*** Supplied information ***

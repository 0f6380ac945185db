// ==========================================
// 车间物资配送排期系统 - 日历日与日期窗口
// ==========================================
// 职责: 日期令牌 (DayToken) 抽象 + 公历参考实现
// 红线: 所有日历运算只在本模块内完成，引擎只比较规范日期字符串
// ==========================================

use chrono::{Datelike, Duration, NaiveDate, Weekday};
use serde::{Deserialize, Serialize};
use std::fmt;

/// 规范日期格式（YYYY-MM-DD）
pub const CANONICAL_DATE_FORMAT: &str = "%Y-%m-%d";

/// 默认窗口长度（以今天为中心，前后各 45 天）
pub const DEFAULT_WINDOW_DAYS: usize = 90;

// ==========================================
// Trait: DayToken
// ==========================================
// 用途: 日期窗口提供方输出的日期令牌
pub trait DayToken: Clone {
    /// 规范日期字符串（YYYY-MM-DD）
    fn canonical(&self) -> String;

    /// 星期名称
    fn weekday_name(&self) -> String;

    /// 月内日
    fn day_of_month(&self) -> u32;

    /// 月份名称
    fn month_name(&self) -> String;

    /// 年份
    fn year(&self) -> i32;

    /// 是否早于 other（按日）
    fn before(&self, other: &Self) -> bool;

    /// 是否同一天
    fn same(&self, other: &Self) -> bool;

    /// 偏移 days 天（可为负）
    fn add(&self, days: i64) -> Self;
}

// ==========================================
// CalendarDay - 公历日期令牌
// ==========================================
#[derive(Debug, Clone, Copy, PartialEq, Eq, PartialOrd, Ord, Hash, Serialize, Deserialize)]
pub struct CalendarDay(NaiveDate);

impl CalendarDay {
    pub fn new(date: NaiveDate) -> Self {
        Self(date)
    }

    /// 从规范日期字符串解析
    pub fn parse(value: &str) -> Option<Self> {
        NaiveDate::parse_from_str(value.trim(), CANONICAL_DATE_FORMAT)
            .ok()
            .map(Self)
    }

    pub fn date(&self) -> NaiveDate {
        self.0
    }
}

impl From<NaiveDate> for CalendarDay {
    fn from(date: NaiveDate) -> Self {
        Self(date)
    }
}

impl fmt::Display for CalendarDay {
    fn fmt(&self, f: &mut fmt::Formatter<'_>) -> fmt::Result {
        write!(f, "{}", self.0.format(CANONICAL_DATE_FORMAT))
    }
}

impl DayToken for CalendarDay {
    fn canonical(&self) -> String {
        self.0.format(CANONICAL_DATE_FORMAT).to_string()
    }

    fn weekday_name(&self) -> String {
        match self.0.weekday() {
            Weekday::Mon => "Monday",
            Weekday::Tue => "Tuesday",
            Weekday::Wed => "Wednesday",
            Weekday::Thu => "Thursday",
            Weekday::Fri => "Friday",
            Weekday::Sat => "Saturday",
            Weekday::Sun => "Sunday",
        }
        .to_string()
    }

    fn day_of_month(&self) -> u32 {
        self.0.day()
    }

    fn month_name(&self) -> String {
        self.0.format("%B").to_string()
    }

    fn year(&self) -> i32 {
        self.0.year()
    }

    fn before(&self, other: &Self) -> bool {
        self.0 < other.0
    }

    fn same(&self, other: &Self) -> bool {
        self.0 == other.0
    }

    fn add(&self, days: i64) -> Self {
        Self(self.0 + Duration::days(days))
    }
}

// ==========================================
// DayWindow - 日期窗口
// ==========================================
// 每个会话构造一次，显式传入生成器与选择解析
#[derive(Debug, Clone)]
pub struct DayWindow<D: DayToken> {
    today: D,
    days: Vec<D>,
}

impl<D: DayToken> DayWindow<D> {
    /// 以 today 为中心构造窗口
    ///
    /// 下标 `len / 2` 为今天，升序排列。
    pub fn centered(today: D, len: usize) -> Self {
        let center = (len / 2) as i64;
        let days = (0..len as i64).map(|i| today.add(i - center)).collect();
        Self { today, days }
    }

    /// 由外部提供的日期序列构造（调用方保证升序）
    pub fn from_days(today: D, days: Vec<D>) -> Self {
        Self { today, days }
    }

    pub fn today(&self) -> &D {
        &self.today
    }

    pub fn days(&self) -> &[D] {
        &self.days
    }

    pub fn len(&self) -> usize {
        self.days.len()
    }

    pub fn is_empty(&self) -> bool {
        self.days.is_empty()
    }

    /// 按规范日期查找窗口内的日期令牌
    pub fn find(&self, canonical: &str) -> Option<&D> {
        self.days.iter().find(|d| d.canonical() == canonical)
    }
}

#[cfg(test)]
mod tests {
    use super::*;

    fn day(y: i32, m: u32, d: u32) -> CalendarDay {
        CalendarDay::new(NaiveDate::from_ymd_opt(y, m, d).unwrap())
    }

    #[test]
    fn test_canonical_rendering() {
        let d = day(2026, 3, 7);
        assert_eq!(d.canonical(), "2026-03-07");
        assert_eq!(d.day_of_month(), 7);
        assert_eq!(d.year(), 2026);
        assert_eq!(d.month_name(), "March");
        assert_eq!(d.weekday_name(), "Saturday");
    }

    #[test]
    fn test_comparisons_and_add() {
        let d = day(2026, 12, 31);
        let next = d.add(1);
        assert_eq!(next.canonical(), "2027-01-01");
        assert!(d.before(&next));
        assert!(!next.before(&d));
        assert!(next.add(-1).same(&d));
    }

    #[test]
    fn test_centered_window() {
        let today = day(2026, 1, 20);
        let window = DayWindow::centered(today, DEFAULT_WINDOW_DAYS);

        assert_eq!(window.len(), 90);
        assert!(window.days()[45].same(&today));
        assert_eq!(window.days()[0].canonical(), "2025-12-06");
        assert_eq!(window.days()[89].canonical(), "2026-03-05");
        // 升序
        assert!(window.days().windows(2).all(|w| w[0].before(&w[1])));
    }

    #[test]
    fn test_find_and_parse() {
        let today = day(2026, 1, 20);
        let window = DayWindow::centered(today, 10);
        assert!(window.find("2026-01-21").is_some());
        assert!(window.find("2027-01-21").is_none());
        assert_eq!(CalendarDay::parse(" 2026-01-21 "), Some(day(2026, 1, 21)));
        assert_eq!(CalendarDay::parse("2026/01/21"), None);
    }
}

*** End of Supplied information ***

• _Prompt_:
Could you set down, exactly as written, the lines above between the one holding "fn before(&self, other: &Self) -> bool;" and the one holding "CalendarDay - 公历日期令牌", inclusive, and nothing more?

• _Solution to the exercise_:
    fn before(&self, other: &Self) -> bool;

    /// 是否同一天
    fn same(&self, other: &Self) -> bool;

    /// 偏移 days 天（可为负）
    fn add(&self, days: i64) -> Self;
}

// ==========================================
// CalendarDay - 公历日期令牌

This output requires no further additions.